# Exercise
Give back only the lines in the records below from the one with "draw_text(&mut img, nx, bottom" to the one with "let offset = i", both inclusive, word for word.

(Stored data)
# # #
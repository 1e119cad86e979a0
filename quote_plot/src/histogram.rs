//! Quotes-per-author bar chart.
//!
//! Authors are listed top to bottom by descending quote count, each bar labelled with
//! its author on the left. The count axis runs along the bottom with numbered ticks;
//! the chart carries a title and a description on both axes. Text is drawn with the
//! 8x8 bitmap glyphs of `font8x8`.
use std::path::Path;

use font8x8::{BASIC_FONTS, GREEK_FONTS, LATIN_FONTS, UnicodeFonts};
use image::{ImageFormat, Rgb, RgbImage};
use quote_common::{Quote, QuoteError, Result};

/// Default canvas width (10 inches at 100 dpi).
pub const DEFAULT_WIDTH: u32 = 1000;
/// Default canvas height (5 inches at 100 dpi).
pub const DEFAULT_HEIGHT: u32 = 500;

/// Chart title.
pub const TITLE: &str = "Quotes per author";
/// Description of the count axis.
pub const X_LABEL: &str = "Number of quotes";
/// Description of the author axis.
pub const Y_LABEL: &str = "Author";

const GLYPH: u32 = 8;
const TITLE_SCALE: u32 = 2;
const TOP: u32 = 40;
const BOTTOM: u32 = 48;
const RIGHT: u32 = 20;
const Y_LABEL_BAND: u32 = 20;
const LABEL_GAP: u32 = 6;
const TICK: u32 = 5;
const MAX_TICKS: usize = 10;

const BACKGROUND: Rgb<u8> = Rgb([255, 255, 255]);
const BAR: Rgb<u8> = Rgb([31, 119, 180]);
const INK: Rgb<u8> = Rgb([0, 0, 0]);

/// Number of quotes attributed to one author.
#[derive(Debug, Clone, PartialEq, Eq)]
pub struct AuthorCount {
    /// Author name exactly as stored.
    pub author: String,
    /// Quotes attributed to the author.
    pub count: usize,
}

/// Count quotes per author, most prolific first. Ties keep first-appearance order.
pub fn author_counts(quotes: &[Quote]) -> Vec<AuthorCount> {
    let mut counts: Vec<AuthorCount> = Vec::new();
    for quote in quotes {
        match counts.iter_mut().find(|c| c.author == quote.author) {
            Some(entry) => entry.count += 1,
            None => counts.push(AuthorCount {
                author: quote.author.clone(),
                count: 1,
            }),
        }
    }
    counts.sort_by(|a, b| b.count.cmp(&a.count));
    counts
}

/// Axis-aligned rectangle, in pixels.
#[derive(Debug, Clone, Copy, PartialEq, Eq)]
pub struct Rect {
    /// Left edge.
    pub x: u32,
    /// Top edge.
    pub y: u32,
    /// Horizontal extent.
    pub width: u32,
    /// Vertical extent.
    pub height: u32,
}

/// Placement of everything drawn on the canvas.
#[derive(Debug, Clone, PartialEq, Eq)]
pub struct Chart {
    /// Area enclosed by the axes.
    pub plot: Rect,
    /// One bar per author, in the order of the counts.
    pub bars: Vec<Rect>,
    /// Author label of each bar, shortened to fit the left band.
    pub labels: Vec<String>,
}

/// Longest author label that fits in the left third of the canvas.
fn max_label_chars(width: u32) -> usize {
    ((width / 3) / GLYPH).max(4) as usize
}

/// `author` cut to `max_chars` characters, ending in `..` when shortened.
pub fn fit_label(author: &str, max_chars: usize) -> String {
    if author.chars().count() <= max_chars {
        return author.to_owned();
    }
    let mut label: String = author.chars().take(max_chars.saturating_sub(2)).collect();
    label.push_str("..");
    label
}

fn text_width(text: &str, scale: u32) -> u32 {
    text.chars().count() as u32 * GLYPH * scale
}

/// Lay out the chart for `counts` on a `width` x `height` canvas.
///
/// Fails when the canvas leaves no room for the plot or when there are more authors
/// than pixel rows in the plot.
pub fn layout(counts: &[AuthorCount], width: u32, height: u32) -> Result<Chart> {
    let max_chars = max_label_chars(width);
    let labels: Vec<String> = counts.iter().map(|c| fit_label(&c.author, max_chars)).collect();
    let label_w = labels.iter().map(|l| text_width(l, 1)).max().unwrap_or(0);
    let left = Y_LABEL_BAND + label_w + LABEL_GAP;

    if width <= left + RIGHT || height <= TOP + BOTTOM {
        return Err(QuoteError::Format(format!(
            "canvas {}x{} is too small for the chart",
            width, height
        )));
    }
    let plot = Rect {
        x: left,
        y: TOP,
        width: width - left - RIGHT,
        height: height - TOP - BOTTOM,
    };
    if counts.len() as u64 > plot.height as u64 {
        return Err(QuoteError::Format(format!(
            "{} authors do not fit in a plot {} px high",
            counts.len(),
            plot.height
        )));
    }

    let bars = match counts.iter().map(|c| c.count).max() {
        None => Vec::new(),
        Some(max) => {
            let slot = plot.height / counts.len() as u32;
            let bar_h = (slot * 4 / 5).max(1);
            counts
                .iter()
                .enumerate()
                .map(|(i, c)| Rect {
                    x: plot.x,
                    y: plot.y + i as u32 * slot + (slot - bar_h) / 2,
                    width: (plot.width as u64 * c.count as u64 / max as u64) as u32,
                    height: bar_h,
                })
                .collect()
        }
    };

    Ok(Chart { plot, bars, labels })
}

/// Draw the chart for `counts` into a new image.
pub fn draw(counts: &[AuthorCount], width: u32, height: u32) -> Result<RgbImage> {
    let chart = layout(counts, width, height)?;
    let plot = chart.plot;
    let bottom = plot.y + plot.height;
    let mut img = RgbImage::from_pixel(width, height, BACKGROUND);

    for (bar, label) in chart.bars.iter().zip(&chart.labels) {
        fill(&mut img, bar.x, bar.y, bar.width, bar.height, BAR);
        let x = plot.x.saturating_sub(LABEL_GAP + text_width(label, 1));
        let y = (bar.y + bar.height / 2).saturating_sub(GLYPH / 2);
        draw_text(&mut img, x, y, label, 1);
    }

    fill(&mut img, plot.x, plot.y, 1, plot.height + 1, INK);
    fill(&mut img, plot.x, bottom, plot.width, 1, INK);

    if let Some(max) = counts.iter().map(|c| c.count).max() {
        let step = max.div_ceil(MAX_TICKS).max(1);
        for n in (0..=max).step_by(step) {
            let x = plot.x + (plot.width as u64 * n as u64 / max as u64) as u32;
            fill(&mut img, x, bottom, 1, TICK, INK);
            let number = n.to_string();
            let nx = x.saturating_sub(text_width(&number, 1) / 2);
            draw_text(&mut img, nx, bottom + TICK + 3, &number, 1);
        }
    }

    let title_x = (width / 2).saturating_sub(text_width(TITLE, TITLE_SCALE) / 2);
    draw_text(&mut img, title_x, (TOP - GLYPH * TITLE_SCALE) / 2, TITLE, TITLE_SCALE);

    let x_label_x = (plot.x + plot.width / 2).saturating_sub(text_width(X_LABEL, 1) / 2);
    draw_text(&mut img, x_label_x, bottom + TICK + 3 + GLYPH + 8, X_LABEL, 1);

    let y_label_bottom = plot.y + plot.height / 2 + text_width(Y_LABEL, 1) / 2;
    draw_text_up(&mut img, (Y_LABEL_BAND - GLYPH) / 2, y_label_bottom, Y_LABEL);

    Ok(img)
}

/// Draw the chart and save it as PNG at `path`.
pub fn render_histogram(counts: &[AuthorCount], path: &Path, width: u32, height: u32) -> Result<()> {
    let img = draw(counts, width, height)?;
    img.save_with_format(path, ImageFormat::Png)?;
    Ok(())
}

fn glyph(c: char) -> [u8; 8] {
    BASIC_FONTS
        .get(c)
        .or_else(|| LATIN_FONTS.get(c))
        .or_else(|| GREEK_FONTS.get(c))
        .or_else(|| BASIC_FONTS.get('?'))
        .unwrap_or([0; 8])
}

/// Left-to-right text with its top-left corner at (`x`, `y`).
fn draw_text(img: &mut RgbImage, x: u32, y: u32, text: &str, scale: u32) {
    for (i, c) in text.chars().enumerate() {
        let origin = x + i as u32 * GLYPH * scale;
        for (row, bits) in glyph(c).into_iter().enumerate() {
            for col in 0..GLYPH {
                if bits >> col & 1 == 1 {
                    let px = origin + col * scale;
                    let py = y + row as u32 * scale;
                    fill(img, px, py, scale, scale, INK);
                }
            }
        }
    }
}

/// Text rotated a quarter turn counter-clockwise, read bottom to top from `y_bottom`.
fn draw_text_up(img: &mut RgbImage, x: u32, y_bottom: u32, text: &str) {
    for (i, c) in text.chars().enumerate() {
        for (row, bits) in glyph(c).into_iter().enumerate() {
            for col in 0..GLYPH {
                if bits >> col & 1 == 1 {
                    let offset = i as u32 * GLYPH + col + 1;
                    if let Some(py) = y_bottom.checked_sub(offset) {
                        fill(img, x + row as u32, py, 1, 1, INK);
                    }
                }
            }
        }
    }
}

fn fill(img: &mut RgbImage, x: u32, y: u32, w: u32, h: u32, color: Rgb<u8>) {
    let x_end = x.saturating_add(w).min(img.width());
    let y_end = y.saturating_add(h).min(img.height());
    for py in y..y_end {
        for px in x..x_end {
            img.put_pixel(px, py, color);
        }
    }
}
# # #
# Answer section
            draw_text(&mut img, nx, bottom + TICK + 3, &number, 1);
        }
    }

    let title_x = (width / 2).saturating_sub(text_width(TITLE, TITLE_SCALE) / 2);
    draw_text(&mut img, title_x, (TOP - GLYPH * TITLE_SCALE) / 2, TITLE, TITLE_SCALE);

    let x_label_x = (plot.x + plot.width / 2).saturating_sub(text_width(X_LABEL, 1) / 2);
    draw_text(&mut img, x_label_x, bottom + TICK + 3 + GLYPH + 8, X_LABEL, 1);

    let y_label_bottom = plot.y + plot.height / 2 + text_width(Y_LABEL, 1) / 2;
    draw_text_up(&mut img, (Y_LABEL_BAND - GLYPH) / 2, y_label_bottom, Y_LABEL);

    Ok(img)
}

/// Draw the chart and save it as PNG at `path`.
pub fn render_histogram(counts: &[AuthorCount], path: &Path, width: u32, height: u32) -> Result<()> {
    let img = draw(counts, width, height)?;
    img.save_with_format(path, ImageFormat::Png)?;
    Ok(())
}

fn glyph(c: char) -> [u8; 8] {
    BASIC_FONTS
        .get(c)
        .or_else(|| LATIN_FONTS.get(c))
        .or_else(|| GREEK_FONTS.get(c))
        .or_else(|| BASIC_FONTS.get('?'))
        .unwrap_or([0; 8])
}

/// Left-to-right text with its top-left corner at (`x`, `y`).
fn draw_text(img: &mut RgbImage, x: u32, y: u32, text: &str, scale: u32) {
    for (i, c) in text.chars().enumerate() {
        let origin = x + i as u32 * GLYPH * scale;
        for (row, bits) in glyph(c).into_iter().enumerate() {
            for col in 0..GLYPH {
                if bits >> col & 1 == 1 {
                    let px = origin + col * scale;
                    let py = y + row as u32 * scale;
                    fill(img, px, py, scale, scale, INK);
                }
            }
        }
    }
}

/// Text rotated a quarter turn counter-clockwise, read bottom to top from `y_bottom`.
fn draw_text_up(img: &mut RgbImage, x: u32, y_bottom: u32, text: &str) {
    for (i, c) in text.chars().enumerate() {
        for (row, bits) in glyph(c).into_iter().enumerate() {
            for col in 0..GLYPH {
                if bits >> col & 1 == 1 {
                    let offset = i as u32 * GLYPH + col + 1;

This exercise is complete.